Saved entries:
--------------------------------
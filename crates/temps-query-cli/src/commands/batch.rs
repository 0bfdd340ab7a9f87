use anyhow::Context;
use chrono::{DateTime, FixedOffset};
use clap::Args;
use colored::Colorize;
use serde::Serialize;
use serde_json::Value;
use std::path::{Path, PathBuf};
use std::sync::Arc;
use std::time::Duration;
use temps_query::{BatchQueryable, DataQuery, NormalizedResult, TimeRange};
use temps_query_resource_graph::{
    ReqwestTransport, ResourceGraphSettings, ResourceGraphSource, Transport,
};
use tracing::info;

/// Arguments shared by `build` and `run`
#[derive(Args)]
pub struct BatchArgs {
    /// JSON file holding an array of query models, each with a `refId`
    #[arg(long)]
    queries: PathBuf,

    /// Start of the time range (RFC 3339)
    #[arg(long)]
    from: DateTime<FixedOffset>,

    /// End of the time range (RFC 3339)
    #[arg(long)]
    to: DateTime<FixedOffset>,

    /// Template variable as NAME=VALUE, usable as ${NAME} in queries
    #[arg(long = "var", value_parser = parse_variable)]
    variables: Vec<(String, String)>,

    /// Azure cloud (AzureCloud, AzureChinaCloud, AzureUSGovernment, AzureGermanCloud)
    #[arg(long, env = "AZURE_CLOUD", default_value = "AzureCloud")]
    cloud: String,

    /// Override the cloud's management API URL
    #[arg(long, env = "AZURE_RESOURCE_GRAPH_URL")]
    base_url: Option<String>,

    /// Default subscriptions, comma separated
    #[arg(long = "subscription", env = "AZURE_SUBSCRIPTIONS", value_delimiter = ',')]
    subscriptions: Vec<String>,
}

fn parse_variable(raw: &str) -> Result<(String, String), String> {
    let (name, value) = raw
        .split_once('=')
        .ok_or_else(|| format!("expected NAME=VALUE, got '{}'", raw))?;
    if name.is_empty() {
        return Err(format!("variable name missing in '{}'", raw));
    }
    Ok((name.to_string(), value.to_string()))
}

/// Read the batch file. Each entry keeps its own JSON as the query model.
fn load_queries(path: &Path, variables: &[(String, String)]) -> anyhow::Result<Vec<DataQuery>> {
    let content = std::fs::read_to_string(path)
        .with_context(|| format!("Failed to read {}", path.display()))?;
    let entries: Vec<Value> = serde_json::from_str(&content)
        .with_context(|| format!("{} is not a JSON array of queries", path.display()))?;

    entries
        .into_iter()
        .enumerate()
        .map(|(idx, entry)| {
            let ref_id = entry
                .get("refId")
                .and_then(Value::as_str)
                .map(str::to_string)
                .with_context(|| format!("query #{} has no refId", idx))?;

            let mut query = DataQuery::new(ref_id, entry.to_string());
            if let Some(ms) = entry.get("intervalMs").and_then(Value::as_u64) {
                query = query.with_interval(Duration::from_millis(ms));
            }
            for (name, value) in variables {
                query = query.with_variable(name.clone(), value.clone());
            }
            Ok(query)
        })
        .collect()
}

impl BatchArgs {
    fn settings(&self) -> ResourceGraphSettings {
        ResourceGraphSettings {
            cloud: self.cloud.clone(),
            base_url: self.base_url.clone(),
            subscriptions: self.subscriptions.clone(),
            ..Default::default()
        }
    }

    fn time_range(&self) -> anyhow::Result<TimeRange> {
        Ok(TimeRange::new(self.from, self.to)?)
    }

    fn source(&self, transport: Arc<dyn Transport>) -> anyhow::Result<ResourceGraphSource> {
        Ok(ResourceGraphSource::new(self.settings(), transport)?)
    }
}

#[derive(Serialize)]
#[serde(rename_all = "camelCase")]
struct RequestPreview {
    ref_id: String,
    result_format: String,
    url: Option<String>,
    interpolated_query: String,
    body: Value,
}

#[derive(Args)]
pub struct BuildCommand {
    #[command(flatten)]
    batch: BatchArgs,
}

impl BuildCommand {
    pub fn execute(self) -> anyhow::Result<()> {
        let queries = load_queries(&self.batch.queries, &self.batch.variables)?;
        let time_range = self.batch.time_range()?;
        let source = self.batch.source(Arc::new(ReqwestTransport::new(None)?))?;

        let previews = source
            .build_queries(&queries, &time_range)?
            .into_iter()
            .map(|query| -> anyhow::Result<RequestPreview> {
                let body = serde_json::from_slice(&source.request_body(&query)?)?;
                Ok(RequestPreview {
                    ref_id: query.ref_id,
                    result_format: query.result_format.to_string(),
                    url: query.url,
                    interpolated_query: query.interpolated_query,
                    body,
                })
            })
            .collect::<anyhow::Result<Vec<_>>>()?;

        info!("Built {} queries", previews.len());
        println!("{}", serde_json::to_string_pretty(&previews)?);
        Ok(())
    }
}

#[derive(Args)]
pub struct RunCommand {
    #[command(flatten)]
    batch: BatchArgs,

    /// Bearer token for the management API
    #[arg(long, env = "AZURE_ACCESS_TOKEN", hide_env_values = true)]
    access_token: String,
}

impl RunCommand {
    pub fn execute(self) -> anyhow::Result<()> {
        let queries = load_queries(&self.batch.queries, &self.batch.variables)?;
        let time_range = self.batch.time_range()?;
        let transport = Arc::new(ReqwestTransport::new(Some(self.access_token.clone()))?);
        let source = self.batch.source(transport)?;

        info!(
            "Running {} queries against {}",
            queries.len(),
            source.endpoints().cloud
        );

        let rt = tokio::runtime::Runtime::new()?;
        let responses = rt.block_on(source.query_data(&queries, &time_range))?;

        for response in &responses {
            if let NormalizedResult::Error { message, .. } = &response.result {
                eprintln!("{} {}", format!("[{}]", response.ref_id).red().bold(), message);
            }
        }

        println!("{}", serde_json::to_string_pretty(&responses)?);

        if responses.iter().any(|r| r.result.is_error()) {
            anyhow::bail!("one or more queries failed");
        }
        Ok(())
    }
}

#[cfg(test)]
mod tests {
    use super::*;
    use std::io::Write;

    #[test]
    fn test_parse_variable() {
        assert_eq!(
            parse_variable("kind=vm=large").unwrap(),
            ("kind".to_string(), "vm=large".to_string())
        );
        assert!(parse_variable("novalue").is_err());
        assert!(parse_variable("=x").is_err());
    }

    #[test]
    fn test_load_queries() {
        let mut file = tempfile::NamedTempFile::new().unwrap();
        write!(
            file,
            r#"[
                {{"refId": "A", "intervalMs": 60000, "azureResourceGraph": {{"query": "resources"}}}},
                {{"refId": "B", "azureResourceGraph": {{"query": "resourcecontainers"}}}}
            ]"#
        )
        .unwrap();

        let variables = vec![("env".to_string(), "prod".to_string())];
        let queries = load_queries(file.path(), &variables).unwrap();

        assert_eq!(queries.len(), 2);
        assert_eq!(queries[0].ref_id, "A");
        assert_eq!(queries[0].interval, Some(Duration::from_secs(60)));
        assert_eq!(queries[1].interval, None);
        assert_eq!(queries[1].variables["env"], "prod");
        let model: Value = serde_json::from_str(&queries[1].json).unwrap();
        assert_eq!(model["azureResourceGraph"]["query"], "resourcecontainers");
    }

    #[test]
    fn test_load_queries_requires_ref_id() {
        let mut file = tempfile::NamedTempFile::new().unwrap();
        write!(file, r#"[{{"azureResourceGraph": {{"query": "resources"}}}}]"#).unwrap();

        let err = load_queries(file.path(), &[]).unwrap_err();
        assert!(err.to_string().contains("no refId"));
    }
}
--------------------------------
State the number of lines in the preceding data that contain the word "prod", and nothing besides.

WRITTEN ANSWER ▸ 2